**Records supplied:**
//! Credentials
//!
//! Credential forms presented to the identity provider, and the builders
//! that produce them.

pub mod assertion;
pub mod certificate;
pub mod store;

pub use assertion::*;
pub use certificate::*;
pub use store::*;

use secrecy::SecretString;
use std::sync::Arc;

use crate::error::{ConfigurationError, O365Result};

/// Credential presented when requesting a token.
#[derive(Clone)]
pub enum Credential {
    /// Application id and shared secret.
    ClientSecret {
        client_id: String,
        client_secret: SecretString,
    },
    /// Certificate used to sign a client assertion.
    Certificate(ClientCertificate),
}

impl Credential {
    /// Shared-secret credential.
    pub fn client_secret(client_id: impl Into<String>, client_secret: impl Into<String>) -> Self {
        Self::ClientSecret {
            client_id: client_id.into(),
            client_secret: SecretString::new(client_secret.into()),
        }
    }

    /// Application id the credential identifies.
    pub fn client_id(&self) -> &str {
        match self {
            Self::ClientSecret { client_id, .. } => client_id,
            Self::Certificate(cert) => cert.client_id(),
        }
    }

    /// Short name of the credential kind, for logs.
    pub fn kind(&self) -> &'static str {
        match self {
            Self::ClientSecret { .. } => "client_secret",
            Self::Certificate(_) => "certificate",
        }
    }
}

impl std::fmt::Debug for Credential {
    fn fmt(&self, f: &mut std::fmt::Formatter<'_>) -> std::fmt::Result {
        match self {
            Self::ClientSecret { client_id, .. } => f
                .debug_struct("ClientSecret")
                .field("client_id", client_id)
                .field("client_secret", &"[REDACTED]")
                .finish(),
            Self::Certificate(cert) => f.debug_tuple("Certificate").field(cert).finish(),
        }
    }
}

/// Resolve a certificate credential from `store` by thumbprint.
///
/// The store is scanned on the blocking pool. `password` unlocks an
/// `ENCRYPTED PRIVATE KEY` held in the store; plain keys ignore it. A
/// thumbprint with no match is a configuration error; it is never retried.
pub async fn build_from_thumbprint(
    store: Arc<dyn CertificateStore>,
    thumbprint: &str,
    client_id: &str,
    password: Option<&str>,
) -> O365Result<ClientCertificate> {
    let lookup = thumbprint.to_string();
    let bundle = tokio::task::spawn_blocking(move || store.find_by_thumbprint(&lookup))
        .await
        .map_err(|e| ConfigurationError::StoreUnavailable {
            message: e.to_string(),
        })??
        .ok_or_else(|| ConfigurationError::CertificateNotFound {
            thumbprint: thumbprint.to_string(),
        })?;

    Ok(ClientCertificate::from_bundle(bundle, password, client_id)?)
}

**Directions:** Extract each line from the listing that holds the word "field".

**Written solution:**
                .field("client_id", client_id)
                .field("client_secret", &"[REDACTED]")
            Self::Certificate(cert) => f.debug_tuple("Certificate").field(cert).finish(),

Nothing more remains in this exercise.